DDENDROGRAM procedure

Draws dendrograms with control over structure and style (P.G.N. Digby).


Options

STYLE = string
Style to use for the links of the dendrogram (average, centroid, lower, full); default aver

ORDERING = strings
How to define the order of the units for the dendrogram (given, ziggurat, size, first); default zigg, size, firs

REVERSE = string
Whether to reverse the order of the units in the dendrogram (no, yes); default no

ORIENTATION = string
Specifies the orientation of a dendrogram produced by high-resolution graphics (north, south, east, west); default west

METHOD = string
Method used to represent the scale on which the amalgamations have been made: settings other than the default are relevant only for data not generated by HCLUSTER or HDISPLAY (similarities, percentages, distances); default simi

SCREEN = string
Setting to use for the SCREEN option of DGRAPH (clear, keep); default clea

CHANGE = string
If a dendrogram-save structure from a previous DDENDROGRAM is used as the DATA parameter then this option specifies the area of the process where the first changes occur: see the description of the SAVE parameter (order, dendrogram, display); default orde

GRAPHICS = string
Form of graphics to be used (lineprinter, highresolution); default high

DSIMILARITY = string
Whether to display an axis for the similarities in high-resolution graphics (no, yes); default no

LOWSIMILARITY = scalar
Lower value to be used for the axis showing the similarities; default * i.e. determined from the data

ENDACTION = string
Action to be taken after completing the plot (continue, pause); default * uses the current setting


Parameters

DATA = matrices or pointers
Data defining each dendrogram in the form of either a matrix saved using the AMALGAMATIONS parameter of HCLUSTER (methods other than single linkage), or a matrix from the TREE parameter of HDISPLAY, or a SAVE structure from a previous use of DDENDROGRAM

PERMUTATION = variates
Specify or save permutations of the units for drawing each dendrogram, according to ORDERING option

LABELS = variates or texts
Supply labels to use for the units of each dendrogram; these should be in the natural order of the units, not in a permuted order

TITLE = texts
Titles for the dendrograms

WINDOW = scalars
Window to use for each dendrogram (window 1 if unset); if this is set to zero the dendrogram is not drawn, but results can still be saved using the PERMUTATION, ZIGGURAT and SAVE parameters

PENS = scalars, variates, strings or texts
Scalar or string specifying the graphics pen or symbol in which to draw each (high-resolution or line-printer) dendrogram; alternatively use of a variate or text allows the structure of each dendrogram to be highlighted by drawing different links with different graphics pens or symbols

ZIGGURAT = variates
Save the "ziggurat-degree" of the links in each dendrogram

SAVE = pointers
Save the information required to plot a dendrogram, for use as input for the DATA parameter in a subsequent call to DDENDROGRAM


Description

DDENDROGRAM draws dendrograms using line-printer or high-resolution graphics, as indicated by the GRAPHICS option.

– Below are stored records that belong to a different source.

#[async_trait]
impl ConfigRepository for SqliteRepository {
    async fn list_profiles(&self) -> Result<Vec<UserProfile>, RepositoryError> {
        let rows = sqlx::query("SELECT id, name, user_data FROM profiles ORDER BY position")
            .fetch_all(&self.pool)
            .await
            .map_err(database_error)?;

        rows.iter().map(row_to_profile).collect()
    }

    async fn get_profile(&self, id: Uuid) -> Result<UserProfile, RepositoryError> {
        let row = sqlx::query("SELECT id, name, user_data FROM profiles WHERE id = ?")
            .bind(id.to_string())
            .fetch_optional(&self.pool)
            .await
            .map_err(database_error)?
            .ok_or(RepositoryError::NotFound)?;

        row_to_profile(&row)
    }

    async fn put_profile(&self, profile: &UserProfile) -> Result<(), RepositoryError> {
        let mut tx = self.pool.begin().await.map_err(database_error)?;
        insert_profile(&mut tx, profile).await?;
        tx.commit().await.map_err(database_error)
    }

    async fn delete_profile(&self, id: Uuid) -> Result<(), RepositoryError> {
        let result = sqlx::query("DELETE FROM profiles WHERE id = ?")
            .bind(id.to_string())
            .execute(&self.pool)
            .await
            .map_err(database_error)?;

        if result.rows_affected() == 0 {
            return Err(RepositoryError::NotFound);
        }
        Ok(())
    }

    async fn get_active_profile_id(&self) -> Result<Option<Uuid>, RepositoryError> {
        let value: Option<String> = sqlx::query_scalar("SELECT value FROM settings WHERE key = ?")
            .bind(ACTIVE_PROFILE_KEY)
            .fetch_optional(&self.pool)
            .await
            .map_err(database_error)?;

        value.as_deref().map(parse_id).transpose()
    }

    async fn set_active_profile_id(&self, id: Option<Uuid>) -> Result<(), RepositoryError> {
        let mut tx = self.pool.begin().await.map_err(database_error)?;
        write_active_profile_id(&mut tx, id).await?;
        tx.commit().await.map_err(database_error)
    }

    async fn list_vehicles(&self) -> Result<Vec<Vehicle>, RepositoryError> {
        let rows = sqlx::query("SELECT data FROM vehicles ORDER BY position")
            .fetch_all(&self.pool)
            .await
            .map_err(database_error)?;

        rows.iter().map(row_to_vehicle).collect()
    }

    async fn get_vehicle(&self, id: Uuid) -> Result<Vehicle, RepositoryError> {
        let row = sqlx::query("SELECT data FROM vehicles WHERE id = ?")
            .bind(id.to_string())
            .fetch_optional(&self.pool)
            .await
            .map_err(database_error)?
            .ok_or(RepositoryError::NotFound)?;

        row_to_vehicle(&row)
    }

    async fn put_vehicle(&self, vehicle: &Vehicle) -> Result<(), RepositoryError> {
        let mut tx = self.pool.begin().await.map_err(database_error)?;
        insert_vehicle(&mut tx, vehicle).await?;
        tx.commit().await.map_err(database_error)
    }

    async fn delete_vehicle(&self, id: Uuid) -> Result<(), RepositoryError> {
        let result = sqlx::query("DELETE FROM vehicles WHERE id = ?")
            .bind(id.to_string())
            .execute(&self.pool)
            .await
            .map_err(database_error)?;

        if result.rows_affected() == 0 {
            return Err(RepositoryError::NotFound);
        }
        Ok(())
    }

    async fn replace_all(&self, snapshot: &ConfigSnapshot) -> Result<(), RepositoryError> {
        let mut tx = self.pool.begin().await.map_err(database_error)?;

        for table in ["profiles", "vehicles", "settings"] {
            sqlx::query(&format!("DELETE FROM {table}"))
                .execute(&mut *tx)
                .await
                .map_err(database_error)?;
        }
        for profile in &snapshot.profiles {
            insert_profile(&mut tx, profile).await?;
        }
        for vehicle in &snapshot.vehicles {
            insert_vehicle(&mut tx, vehicle).await?;
        }
        write_active_profile_id(&mut tx, snapshot.active_profile_id).await?;

        // Dropping the transaction on an early return rolls it back.
        tx.commit().await.map_err(database_error)?;

        debug!(
            profiles = snapshot.profiles.len(),
            vehicles = snapshot.vehicles.len(),
            "replaced stored configuration"
        );
        Ok(())
    }
}
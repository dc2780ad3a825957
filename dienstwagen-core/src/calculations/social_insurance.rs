//! Employee share of statutory social insurance.
//!
//! Four branches, each on its own capped base:
//!
//! | Branch        | Ceiling (monthly) | Employee rate |
//! |---------------|-------------------|---------------|
//! | Health        | 5 512.50          | (general + surcharge) / 2 |
//! | Long-term care| 5 512.50          | tiered by children and age, +0.5 % in Sachsen |
//! | Pension       | 8 050.00          | pension rate / 2 |
//! | Unemployment  | 8 050.00          | 2.6 % / 2 |
//!
//! Every branch is rounded half-up to the cent and the total is the sum of
//! the rounded branches.

use rust_decimal::Decimal;
use rust_decimal::prelude::ToPrimitive;
use rust_decimal_macros::dec;
use serde::{Deserialize, Serialize};
use tracing::{debug, warn};

use crate::calculations::CalculationError;
use crate::calculations::common::round_half_up;
use crate::{TaxParameters, UserData};

const EMPLOYEE_SHARE: Decimal = dec!(2);

/// Monthly employee contributions, in euros.
#[derive(Debug, Clone, Copy, PartialEq, Eq, Serialize, Deserialize)]
pub struct SocialInsuranceContributions {
    pub health: Decimal,
    pub care: Decimal,
    pub pension: Decimal,
    pub unemployment: Decimal,
    pub total: Decimal,
}

impl SocialInsuranceContributions {
    pub fn zero() -> Self {
        Self {
            health: Decimal::ZERO,
            care: Decimal::ZERO,
            pension: Decimal::ZERO,
            unemployment: Decimal::ZERO,
            total: Decimal::ZERO,
        }
    }
}

#[derive(Debug, Clone, Copy)]
pub struct SocialInsuranceCalculator<'a> {
    params: &'a TaxParameters,
}

impl<'a> SocialInsuranceCalculator<'a> {
    pub fn new(params: &'a TaxParameters) -> Self {
        Self { params }
    }

    /// Contributions on `gross_monthly` for the given profile.
    ///
    /// # Errors
    ///
    /// Returns [`CalculationError`] if the profile fails validation.
    pub fn contributions(
        &self,
        gross_monthly: Decimal,
        profile: &UserData,
    ) -> Result<SocialInsuranceContributions, CalculationError> {
        profile.validate()?;

        if gross_monthly <= Decimal::ZERO {
            warn!(gross = %gross_monthly, "non-positive gross salary; no contributions due");
            return Ok(SocialInsuranceContributions::zero());
        }

        let p = self.params;
        let health_care_base = gross_monthly.min(p.health_care_ceiling);
        let pension_base = gross_monthly.min(p.pension_unemployment_ceiling);

        let health = round_half_up(
            health_care_base * (profile.health_rate + profile.health_surcharge_rate)
                / EMPLOYEE_SHARE
                / Decimal::ONE_HUNDRED,
        );
        let care = round_half_up(health_care_base * self.care_rate(profile));
        let pension = round_half_up(
            pension_base * profile.pension_rate / EMPLOYEE_SHARE / Decimal::ONE_HUNDRED,
        );
        let unemployment = round_half_up(pension_base * p.unemployment_rate / EMPLOYEE_SHARE);

        let contributions = SocialInsuranceContributions {
            health,
            care,
            pension,
            unemployment,
            total: health + care + pension + unemployment,
        };

        debug!(
            gross = %gross_monthly,
            health = %health,
            care = %care,
            pension = %pension,
            unemployment = %unemployment,
            "computed social insurance"
        );

        Ok(contributions)
    }

    /// Employee care insurance rate as a fraction.
    ///
    /// Partial child allowances count as a whole child.
    pub fn care_rate(
        &self,
        profile: &UserData,
    ) -> Decimal {
        let p = self.params;
        let children = profile.child_allowances.ceil();

        let base = if children > Decimal::ZERO {
            let tiers = &p.care_rates_with_children;
            let count = children.to_usize().unwrap_or(usize::MAX);
            let index = count.min(tiers.len()).saturating_sub(1);
            tiers.get(index).copied().unwrap_or(p.care_rate_young_childless)
        } else if profile.age_in(p.tax_year) > p.childless_surcharge_age {
            p.care_rate_childless
        } else {
            p.care_rate_young_childless
        };

        if profile.state == p.care_surcharge_state {
            base + p.care_regional_surcharge
        } else {
            base
        }
    }
}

   Dendrograms can be drawn in many ways, often with apparently quite different results, as illustrated by Digby (1985). The procedure allows the user considerable control over the way that a dendrogram is formed; in particular the order of the units and the style used for drawing the links of the dendrogram can be varied. If high-resolution graphics is to be used, a check should be made to ensure that this facility is present in the available version of GenStat. This can be done by seeing what happens when any of the relevant directives is used. Then directives DEVICE, FRAME and PEN should be used to change the default settings, if required; these can be ascertained using the statement

HELP ENVIRONMENT, PICTURES, CURRENT

   The input for the procedure is given by the DATA parameter. This should be a matrix containing the amalgamations information from hierarchical cluster analysis (from the AMALGAMATIONS parameter of HCLUSTER) or a matrix containing the minimum spanning tree information (from the TREE parameter of the HDISPLAY directive); alternatively a SAVE structure from a previous DDENDROGRAM can be used as input. However, in the current release of GenStat, the amalgamations matrix from HCLUSTER is unusable if the clustering has been been produced by single linkage, so the minimum spanning tree information, which is equivalent, should be used as input.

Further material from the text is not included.